§ **What is required**: Only lines containing the word "traverse" belong in the answer; copy each one from the records.

Start of Information given

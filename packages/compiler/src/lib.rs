//! Template compiler and runtime: live DOM, expressions, directives and views.

mod bindings;
pub mod compiler;
pub mod context;
pub mod directives;
pub mod dom;
pub mod error;
pub mod expression;
pub mod filters;
pub mod plan;
pub mod scheduler;
pub mod traverse;
pub mod view;
pub mod wrap;

pub use compiler::{create_compiler, Compiler};
pub use context::{Context, Services, DEFAULT_DEBOUNCE_MS};
pub use directives::{route_path, Directive, DirectiveRegistry};
pub use dom::{Document, DomSnapshot, Event, NodeId, NodeKind};
pub use error::{CompileError, CompileResult, ViewError, ViewResult};
pub use expression::{CompiledExpression, CompiledTemplate, Env, EvalError, EvalResult};
pub use filters::{text_of, FilterRegistry};
pub use plan::Plan;
pub use scheduler::{Debounce, Scheduler};
pub use traverse::compile;
pub use view::{FilterSource, TemplateSource, View, ViewOptions, ViewState};
pub use wrap::{NodeOptions, NodeWrap, Wraps};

End of Information given

§ **Answer**:
pub mod traverse;
pub use traverse::compile;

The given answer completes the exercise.